> [Task to carry out] Your answer is a copy of every line in the records where "PathBuf" appears.

[Stored data entries]
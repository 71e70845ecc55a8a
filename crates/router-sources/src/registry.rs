//! Registry of all known sources, keyed by their stable bit position.

use router_types::{Asset, SourceId, SourceMask, SwapQuery, MAX_SOURCE_ID};
use std::collections::BTreeSet;
use std::sync::Arc;
use thiserror::Error;
use tracing::debug;

use crate::SourceInterface;

#[derive(Debug, Error, PartialEq, Eq)]
pub enum RegistryError {
	/// Two sources claimed the same bit position.
	#[error("Source {0} already registered")]
	DuplicateSource(SourceId),
	/// The bit position is past the highest one a registry accepts.
	#[error("Source {0} is out of range, ids go up to {max}", max = MAX_SOURCE_ID)]
	IdOutOfRange(SourceId),
	/// No registered source can trade the pair, regardless of masks.
	#[error("No registered source supports {from} -> {dest}")]
	UnsupportedAsset { from: Asset, dest: Asset },
}

/// Fixed table of sources. Built once at startup, then shared immutably
/// behind an `Arc`; adding a source means building a new registry.
#[derive(Default)]
pub struct SourceRegistry {
	slots: Vec<Option<Arc<dyn SourceInterface>>>,
}

impl SourceRegistry {
	/// Creates an empty registry.
	pub fn new() -> Self {
		Self::default()
	}

	/// Register a source at bit position `id`.
	pub fn register(
		&mut self,
		id: SourceId,
		source: Arc<dyn SourceInterface>,
	) -> Result<(), RegistryError> {
		if !id.is_valid() {
			return Err(RegistryError::IdOutOfRange(id));
		}
		let index = id.index();
		if self.slots.len() <= index {
			self.slots.resize_with(index + 1, || None);
		}
		if self.slots[index].is_some() {
			return Err(RegistryError::DuplicateSource(id));
		}

		debug!("Registered source {} ({})", id, source.info().name);
		self.slots[index] = Some(source);
		Ok(())
	}

	/// Builder form of [`register`](Self::register).
	pub fn with_source(
		mut self,
		id: SourceId,
		source: Arc<dyn SourceInterface>,
	) -> Result<Self, RegistryError> {
		self.register(id, source)?;
		Ok(self)
	}

	/// Length of every distribution vector: highest id plus one.
	pub fn len(&self) -> usize {
		self.slots.len()
	}

	/// True when no source has been registered.
	pub fn is_empty(&self) -> bool {
		self.slots.is_empty()
	}

	/// Source at `id`, if that bit position is occupied.
	pub fn get(&self, id: SourceId) -> Option<&Arc<dyn SourceInterface>> {
		self.slots.get(id.index()).and_then(|slot| slot.as_ref())
	}

	/// Registered sources in ascending id order.
	pub fn iter(&self) -> impl Iterator<Item = (SourceId, &Arc<dyn SourceInterface>)> {
		self.slots
			.iter()
			.enumerate()
			.filter_map(|(i, slot)| slot.as_ref().map(|s| (SourceId(i as u32), s)))
	}

	/// Sources that can trade the pair, ignoring any mask.
	pub fn supported_sources(&self, from: Asset, dest: Asset) -> Vec<SourceId> {
		self.iter()
			.filter(|(_, source)| source.supports_pair(from, dest))
			.map(|(id, _)| id)
			.collect()
	}

	/// Sources enabled for the pair after applying `flags` and `disabled`,
	/// in ascending id order.
	///
	/// Fails only when nothing supports the pair at all; a mask that
	/// disables every supporting source yields an empty list.
	pub fn active_sources(
		&self,
		from: Asset,
		dest: Asset,
		flags: &SourceMask,
		disabled: &BTreeSet<SourceId>,
	) -> Result<Vec<SourceId>, RegistryError> {
		let supported = self.supported_sources(from, dest);
		if supported.is_empty() {
			return Err(RegistryError::UnsupportedAsset { from, dest });
		}

		let active: Vec<SourceId> = supported
			.into_iter()
			.filter(|id| !flags.is_disabled(*id) && !disabled.contains(id))
			.collect();

		debug!(
			"{} -> {}: {} active source(s) under {}",
			from,
			dest,
			active.len(),
			flags
		);
		Ok(active)
	}

	/// [`active_sources`](Self::active_sources) for one hop query.
	pub fn active_for(
		&self,
		from: Asset,
		query: &SwapQuery,
	) -> Result<Vec<SourceId>, RegistryError> {
		self.active_sources(from, query.dest, &query.flags, &query.disabled_sources)
	}
}

impl std::fmt::Debug for SourceRegistry {
	fn fmt(&self, f: &mut std::fmt::Formatter<'_>) -> std::fmt::Result {
		f.debug_list()
			.entries(self.iter().map(|(id, s)| (id, s.info().name.clone())))
			.finish()
	}
}
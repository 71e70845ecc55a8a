//! Configuration loading for the router.
//!
//! A TOML file is read, `${VAR}` placeholders are filled from the environment,
//! a few well-known settings can be overridden by `ROUTER_*` variables, and the
//! result is validated before anything is built from it.

use regex::Regex;
use router_types::{ConfigSchema, MAX_SOURCE_ID};
use std::collections::{HashMap, HashSet};
use std::env;
use std::path::{Path, PathBuf};
use thiserror::Error;
use tracing::debug;

mod types;

pub use types::*;

/// Storage backends the router knows how to build.
pub const STORAGE_BACKENDS: &[&str] = &["memory", "file"];

/// Settlement implementations the router knows how to build.
pub const SETTLEMENT_IMPLEMENTATIONS: &[&str] = &["memory"];

#[derive(Error, Debug)]
pub enum ConfigError {
	#[error("File not found: {0}")]
	FileNotFound(String),

	#[error("Parse error: {0}")]
	ParseError(String),

	#[error("Validation error: {0}")]
	ValidationError(String),

	#[error("Environment variable not found: {0}")]
	EnvVarNotFound(String),

	#[error("IO error: {0}")]
	IoError(#[from] std::io::Error),
}

/// Configuration loader with environment variable substitution.
pub struct ConfigLoader {
	file_path: Option<PathBuf>,
	env_prefix: String,
	source_schemas: HashMap<String, Box<dyn ConfigSchema>>,
}

impl Default for ConfigLoader {
	fn default() -> Self {
		Self::new()
	}
}

impl ConfigLoader {
	pub fn new() -> Self {
		Self {
			file_path: None,
			env_prefix: "ROUTER_".to_string(),
			source_schemas: HashMap::new(),
		}
	}

	pub fn with_file<P: AsRef<Path>>(mut self, path: P) -> Self {
		self.file_path = Some(path.as_ref().to_path_buf());
		self
	}

	pub fn with_env_prefix(mut self, prefix: impl Into<String>) -> Self {
		self.env_prefix = prefix.into();
		self
	}

	/// Validates every `[[sources]]` entry using `implementation` against
	/// `schema`. Once any schema is registered, unknown implementations are
	/// rejected.
	pub fn with_source_schema(
		mut self,
		implementation: &str,
		schema: Box<dyn ConfigSchema>,
	) -> Self {
		self.source_schemas
			.insert(implementation.to_string(), schema);
		self
	}

	pub async fn load(&self) -> Result<Config, ConfigError> {
		let file_path = self
			.file_path
			.as_ref()
			.ok_or_else(|| {
				ConfigError::FileNotFound("No configuration file specified".to_string())
			})?;

		let content = match tokio::fs::read_to_string(file_path).await {
			Ok(content) => content,
			Err(e) if e.kind() == std::io::ErrorKind::NotFound => {
				return Err(ConfigError::FileNotFound(file_path.display().to_string()))
			}
			Err(e) => return Err(e.into()),
		};
		debug!("Loaded configuration from {}", file_path.display());

		self.load_str(&content)
	}

	/// Same pipeline as [`load`](Self::load) for configuration already in
	/// memory.
	pub fn load_str(&self, content: &str) -> Result<Config, ConfigError> {
		let substituted = substitute_env_vars(content)?;
		let mut config: Config =
			toml::from_str(&substituted).map_err(|e| ConfigError::ParseError(e.to_string()))?;

		self.apply_env_overrides(&mut config)?;
		self.validate_config(&config)?;
		Ok(config)
	}

	fn apply_env_overrides(&self, config: &mut Config) -> Result<(), ConfigError> {
		if let Ok(log_level) = env::var(format!("{}LOG_LEVEL", self.env_prefix)) {
			config.router.log_level = log_level;
		}

		if let Ok(parts) = env::var(format!("{}DEFAULT_PARTS", self.env_prefix)) {
			config.router.default_parts = parts.parse().map_err(|e| {
				ConfigError::ValidationError(format!("Invalid default parts: {}", e))
			})?;
		}

		if let Ok(timeout) = env::var(format!("{}QUOTE_TIMEOUT_MS", self.env_prefix)) {
			config.router.quote_timeout_ms = timeout.parse().map_err(|e| {
				ConfigError::ValidationError(format!("Invalid quote timeout: {}", e))
			})?;
		}

		Ok(())
	}

	fn validate_config(&self, config: &Config) -> Result<(), ConfigError> {
		let invalid =
			|msg: String| -> Result<(), ConfigError> { Err(ConfigError::ValidationError(msg)) };

		if config.router.name.trim().is_empty() {
			return invalid("router.name must not be empty".into());
		}
		if config.router.default_parts == 0 {
			return invalid("router.default_parts must be at least 1".into());
		}
		if config.router.quote_timeout_ms == 0 {
			return invalid("router.quote_timeout_ms must be at least 1".into());
		}
		if config.router.escrow_account.is_empty() {
			return invalid("router.escrow_account must not be empty".into());
		}

		if !STORAGE_BACKENDS.contains(&config.storage.backend.as_str()) {
			return invalid(format!(
				"Unknown storage backend '{}', expected one of {:?}",
				config.storage.backend, STORAGE_BACKENDS
			));
		}
		if !SETTLEMENT_IMPLEMENTATIONS.contains(&config.settlement.implementation.as_str()) {
			return invalid(format!(
				"Unknown settlement implementation '{}', expected one of {:?}",
				config.settlement.implementation, SETTLEMENT_IMPLEMENTATIONS
			));
		}

		let mut symbols = HashSet::new();
		let mut addresses = HashSet::new();
		for asset in &config.assets {
			if !symbols.insert(asset.symbol.to_ascii_uppercase()) {
				return invalid(format!("Duplicate asset symbol '{}'", asset.symbol));
			}
			if !addresses.insert(asset.address) {
				return invalid(format!("Duplicate asset address {}", asset.address));
			}
		}

		let mut ids = HashSet::new();
		for source in &config.sources {
			if source.id > MAX_SOURCE_ID {
				return invalid(format!(
					"Source '{}' id {} exceeds the maximum of {}",
					source.name, source.id, MAX_SOURCE_ID
				));
			}
			if !ids.insert(source.id) {
				return invalid(format!("Duplicate source id {}", source.id));
			}
			if self.source_schemas.is_empty() {
				continue;
			}
			let schema = self
				.source_schemas
				.get(&source.implementation)
				.ok_or_else(|| {
					ConfigError::ValidationError(format!(
						"Source '{}' uses unknown implementation '{}'",
						source.name, source.implementation
					))
				})?;
			schema.validate(&source.config).map_err(|e| {
				ConfigError::ValidationError(format!("Source '{}': {}", source.name, e))
			})?;
		}

		Ok(())
	}
}

/// Replaces every `${VAR_NAME}` with the variable's value.
fn substitute_env_vars(content: &str) -> Result<String, ConfigError> {
	let re = Regex::new(r"\$\{([^}]+)\}").map_err(|e| ConfigError::ParseError(e.to_string()))?;

	let mut values = HashMap::new();
	for cap in re.captures_iter(content) {
		let var_name = &cap[1];
		let value =
			env::var(var_name).map_err(|_| ConfigError::EnvVarNotFound(var_name.to_string()))?;
		values.insert(var_name.to_string(), value);
	}

	Ok(re
		.replace_all(content, |cap: &regex::Captures| {
			values.get(&cap[1]).cloned().unwrap_or_default()
		})
		.into_owned())
}
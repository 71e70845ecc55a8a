//! In-process storage backend. Contents are lost on restart.

use crate::{StorageError, StorageInterface};
use async_trait::async_trait;
use dashmap::DashMap;
use router_types::{ConfigSchema, Schema, ValidationError};

#[derive(Default)]
pub struct MemoryStorage {
	entries: DashMap<String, Vec<u8>>,
}

impl MemoryStorage {
	pub fn new() -> Self {
		Self::default()
	}
}

pub struct MemoryStorageSchema;

impl ConfigSchema for MemoryStorageSchema {
	fn validate(&self, config: &toml::Value) -> Result<(), ValidationError> {
		Schema::new(vec![], vec![]).validate(config)
	}
}

#[async_trait]
impl StorageInterface for MemoryStorage {
	fn config_schema(&self) -> Box<dyn ConfigSchema> {
		Box::new(MemoryStorageSchema)
	}

	async fn get_bytes(&self, key: &str) -> Result<Vec<u8>, StorageError> {
		self.entries
			.get(key)
			.map(|v| v.clone())
			.ok_or_else(|| StorageError::NotFound(key.to_string()))
	}

	async fn set_bytes(&self, key: &str, value: Vec<u8>) -> Result<(), StorageError> {
		self.entries.insert(key.to_string(), value);
		Ok(())
	}

	async fn delete(&self, key: &str) -> Result<(), StorageError> {
		self.entries.remove(key);
		Ok(())
	}

	async fn exists(&self, key: &str) -> Result<bool, StorageError> {
		Ok(self.entries.contains_key(key))
	}

	async fn keys(&self, prefix: &str) -> Result<Vec<String>, StorageError> {
		let mut keys: Vec<String> = self
			.entries
			.iter()
			.filter(|entry| entry.key().starts_with(prefix))
			.map(|entry| entry.key().clone())
			.collect();
		keys.sort();
		Ok(keys)
	}
}

/// Factory function to create an in-memory backend. Takes no parameters.
pub fn create_storage(config: &toml::Value) -> Result<Box<dyn StorageInterface>, StorageError> {
	MemoryStorageSchema
		.validate(config)
		.map_err(|e| StorageError::InvalidConfig(e.to_string()))?;
	Ok(Box::new(MemoryStorage::new()))
}
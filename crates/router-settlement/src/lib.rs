//! Value movement between accounts.
//!
//! The coordinator never touches balances directly: every movement of an
//! asset goes through [`SettlementInterface::transfer`], which hands back a
//! [`TransferReceipt`] that can later be undone with
//! [`SettlementInterface::reverse`].

use async_trait::async_trait;
use router_types::{AccountId, Asset, ConfigSchema, U256};
use serde::{Deserialize, Serialize};
use thiserror::Error;

/// Re-export implementations
pub mod implementations {
	pub mod memory;
}

#[derive(Debug, Error, PartialEq, Eq)]
pub enum SettlementError {
	/// The payer cannot cover the transfer.
	#[error("Account {account} holds {available} of {asset}, needs {needed}")]
	InsufficientBalance {
		account: AccountId,
		asset: Asset,
		needed: U256,
		available: U256,
	},
	/// The receipt is not open, so it cannot be reversed or settled.
	#[error("Unknown, reversed or settled transfer {0}")]
	UnknownReceipt(String),
	/// The backend configuration failed validation.
	#[error("Invalid settlement configuration: {0}")]
	InvalidConfig(String),
	/// Any other backend failure.
	#[error("Settlement backend error: {0}")]
	Backend(String),
}

/// Proof of one completed transfer.
#[derive(Debug, Clone, PartialEq, Eq, Serialize, Deserialize)]
pub struct TransferReceipt {
	pub id: String,
	pub asset: Asset,
	pub from: AccountId,
	pub to: AccountId,
	pub amount: U256,
}

/// Ledger the coordinator moves value through.
#[async_trait]
pub trait SettlementInterface: Send + Sync {
	/// Returns the configuration schema for this implementation.
	fn config_schema(&self) -> Box<dyn ConfigSchema>;

	/// Moves `amount` of `asset` from one account to another.
	async fn transfer(
		&self,
		asset: Asset,
		from: &AccountId,
		to: &AccountId,
		amount: U256,
	) -> Result<TransferReceipt, SettlementError>;

	/// Undoes a transfer. Each receipt can be reversed once.
	async fn reverse(&self, receipt: &TransferReceipt) -> Result<(), SettlementError>;

	/// Finalizes a transfer. A settled receipt can no longer be reversed.
	async fn settle(&self, receipt: &TransferReceipt) -> Result<(), SettlementError>;

	/// Current holding of `asset` by `account`; zero for unknown accounts.
	async fn balance(&self, asset: Asset, account: &AccountId) -> Result<U256, SettlementError>;
}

> [Answer section]
use std::path::{Path, PathBuf};
	file_path: Option<PathBuf>,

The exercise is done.